### Records for this task
▼▼▼

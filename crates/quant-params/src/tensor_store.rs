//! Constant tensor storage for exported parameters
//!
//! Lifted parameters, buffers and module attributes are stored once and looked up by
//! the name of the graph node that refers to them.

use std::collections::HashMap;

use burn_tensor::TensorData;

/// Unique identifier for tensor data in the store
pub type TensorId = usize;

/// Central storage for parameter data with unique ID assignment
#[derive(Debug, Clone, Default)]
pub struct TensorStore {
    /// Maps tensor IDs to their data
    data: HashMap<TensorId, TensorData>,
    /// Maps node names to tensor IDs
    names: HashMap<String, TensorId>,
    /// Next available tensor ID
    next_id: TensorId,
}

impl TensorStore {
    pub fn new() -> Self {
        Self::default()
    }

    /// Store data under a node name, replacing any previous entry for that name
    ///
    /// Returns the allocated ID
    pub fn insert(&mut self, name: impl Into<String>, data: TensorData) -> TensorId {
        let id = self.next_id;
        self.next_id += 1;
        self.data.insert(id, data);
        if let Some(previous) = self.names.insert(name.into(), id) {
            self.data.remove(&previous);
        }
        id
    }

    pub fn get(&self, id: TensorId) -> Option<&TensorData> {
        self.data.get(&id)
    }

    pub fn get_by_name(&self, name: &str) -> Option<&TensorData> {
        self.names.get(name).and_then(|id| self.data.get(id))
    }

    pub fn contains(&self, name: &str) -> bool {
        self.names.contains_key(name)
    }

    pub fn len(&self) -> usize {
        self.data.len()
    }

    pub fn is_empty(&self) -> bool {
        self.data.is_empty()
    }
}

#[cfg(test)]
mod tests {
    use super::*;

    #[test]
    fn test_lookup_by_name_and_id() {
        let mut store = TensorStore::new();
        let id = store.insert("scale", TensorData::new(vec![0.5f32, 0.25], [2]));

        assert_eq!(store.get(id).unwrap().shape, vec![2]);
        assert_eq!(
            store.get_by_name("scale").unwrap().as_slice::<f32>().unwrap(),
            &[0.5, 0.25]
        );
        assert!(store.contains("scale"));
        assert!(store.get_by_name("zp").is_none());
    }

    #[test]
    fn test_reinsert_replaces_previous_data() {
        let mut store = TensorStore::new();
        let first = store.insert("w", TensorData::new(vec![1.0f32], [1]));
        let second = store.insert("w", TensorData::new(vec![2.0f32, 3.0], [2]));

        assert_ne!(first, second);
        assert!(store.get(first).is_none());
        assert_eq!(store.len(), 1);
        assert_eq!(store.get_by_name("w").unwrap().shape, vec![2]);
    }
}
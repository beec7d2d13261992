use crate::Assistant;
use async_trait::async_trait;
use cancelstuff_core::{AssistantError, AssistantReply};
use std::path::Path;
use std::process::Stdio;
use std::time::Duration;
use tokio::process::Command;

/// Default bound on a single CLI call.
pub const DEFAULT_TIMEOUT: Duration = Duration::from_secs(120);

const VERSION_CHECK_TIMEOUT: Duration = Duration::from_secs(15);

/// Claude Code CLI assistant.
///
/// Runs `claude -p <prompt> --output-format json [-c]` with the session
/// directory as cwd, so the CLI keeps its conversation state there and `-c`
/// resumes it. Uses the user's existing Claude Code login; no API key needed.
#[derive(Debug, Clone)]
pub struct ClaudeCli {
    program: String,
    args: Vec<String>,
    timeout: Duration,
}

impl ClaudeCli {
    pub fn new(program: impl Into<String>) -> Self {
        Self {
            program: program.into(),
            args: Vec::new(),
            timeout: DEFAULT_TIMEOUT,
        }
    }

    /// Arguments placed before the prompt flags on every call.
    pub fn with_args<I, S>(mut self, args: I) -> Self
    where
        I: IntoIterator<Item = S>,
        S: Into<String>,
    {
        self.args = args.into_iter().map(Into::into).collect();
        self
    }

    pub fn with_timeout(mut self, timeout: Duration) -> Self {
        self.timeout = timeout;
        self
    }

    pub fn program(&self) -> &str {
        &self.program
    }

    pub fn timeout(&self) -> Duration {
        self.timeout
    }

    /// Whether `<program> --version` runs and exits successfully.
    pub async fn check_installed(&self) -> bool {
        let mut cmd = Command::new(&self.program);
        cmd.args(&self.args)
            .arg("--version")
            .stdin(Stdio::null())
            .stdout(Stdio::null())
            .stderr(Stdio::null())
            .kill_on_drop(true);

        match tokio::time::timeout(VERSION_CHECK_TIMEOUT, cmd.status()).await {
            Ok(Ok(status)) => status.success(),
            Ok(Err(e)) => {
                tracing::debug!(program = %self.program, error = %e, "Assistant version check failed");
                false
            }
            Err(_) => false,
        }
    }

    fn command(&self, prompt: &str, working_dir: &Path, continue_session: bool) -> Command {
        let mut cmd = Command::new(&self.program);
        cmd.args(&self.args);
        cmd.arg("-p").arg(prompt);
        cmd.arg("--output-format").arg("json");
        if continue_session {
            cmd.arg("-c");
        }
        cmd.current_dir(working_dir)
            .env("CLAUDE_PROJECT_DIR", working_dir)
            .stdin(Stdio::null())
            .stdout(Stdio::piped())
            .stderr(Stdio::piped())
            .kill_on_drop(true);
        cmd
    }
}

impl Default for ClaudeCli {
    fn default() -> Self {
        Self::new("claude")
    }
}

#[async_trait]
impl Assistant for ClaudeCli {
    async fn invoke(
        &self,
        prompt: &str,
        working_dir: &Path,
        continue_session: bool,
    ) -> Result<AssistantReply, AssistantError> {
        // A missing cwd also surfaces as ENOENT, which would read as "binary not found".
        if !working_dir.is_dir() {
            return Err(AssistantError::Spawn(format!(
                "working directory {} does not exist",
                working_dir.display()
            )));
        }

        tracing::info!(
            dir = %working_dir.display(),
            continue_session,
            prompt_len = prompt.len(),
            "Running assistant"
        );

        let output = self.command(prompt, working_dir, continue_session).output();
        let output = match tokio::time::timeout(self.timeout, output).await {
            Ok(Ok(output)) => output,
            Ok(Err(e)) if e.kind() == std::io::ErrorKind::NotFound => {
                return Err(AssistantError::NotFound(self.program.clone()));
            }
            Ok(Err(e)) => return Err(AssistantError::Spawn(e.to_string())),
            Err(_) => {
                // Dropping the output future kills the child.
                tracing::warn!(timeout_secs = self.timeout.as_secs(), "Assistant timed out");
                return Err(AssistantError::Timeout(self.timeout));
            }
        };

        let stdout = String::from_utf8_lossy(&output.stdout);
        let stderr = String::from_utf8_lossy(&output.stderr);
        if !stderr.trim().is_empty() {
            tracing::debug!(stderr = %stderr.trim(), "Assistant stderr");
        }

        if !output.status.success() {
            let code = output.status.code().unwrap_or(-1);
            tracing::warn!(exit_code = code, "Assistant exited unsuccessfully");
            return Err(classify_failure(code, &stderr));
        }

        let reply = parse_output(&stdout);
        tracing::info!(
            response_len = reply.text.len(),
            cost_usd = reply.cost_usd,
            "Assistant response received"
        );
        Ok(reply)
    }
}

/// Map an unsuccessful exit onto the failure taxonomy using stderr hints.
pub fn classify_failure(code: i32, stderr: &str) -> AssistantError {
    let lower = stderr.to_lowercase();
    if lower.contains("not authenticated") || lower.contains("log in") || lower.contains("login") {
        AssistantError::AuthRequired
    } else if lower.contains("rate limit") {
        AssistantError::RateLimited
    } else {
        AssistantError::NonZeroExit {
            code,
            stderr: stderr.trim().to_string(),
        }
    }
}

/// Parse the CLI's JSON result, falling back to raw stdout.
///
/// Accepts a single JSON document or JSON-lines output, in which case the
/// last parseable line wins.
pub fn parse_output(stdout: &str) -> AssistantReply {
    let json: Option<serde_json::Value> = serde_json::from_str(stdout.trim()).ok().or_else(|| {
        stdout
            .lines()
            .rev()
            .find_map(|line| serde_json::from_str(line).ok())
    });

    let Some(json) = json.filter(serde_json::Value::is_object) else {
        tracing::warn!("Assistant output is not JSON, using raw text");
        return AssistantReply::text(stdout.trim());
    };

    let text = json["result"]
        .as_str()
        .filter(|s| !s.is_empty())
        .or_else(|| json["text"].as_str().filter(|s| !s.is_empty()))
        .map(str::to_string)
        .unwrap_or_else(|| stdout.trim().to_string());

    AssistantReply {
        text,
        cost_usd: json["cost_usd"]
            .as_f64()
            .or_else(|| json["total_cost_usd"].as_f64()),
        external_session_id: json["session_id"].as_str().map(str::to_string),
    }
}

▲▲▲

### Brief
Your answer should be a single number: the count of lines in the records that contain "stdout".

### Solved exercise
10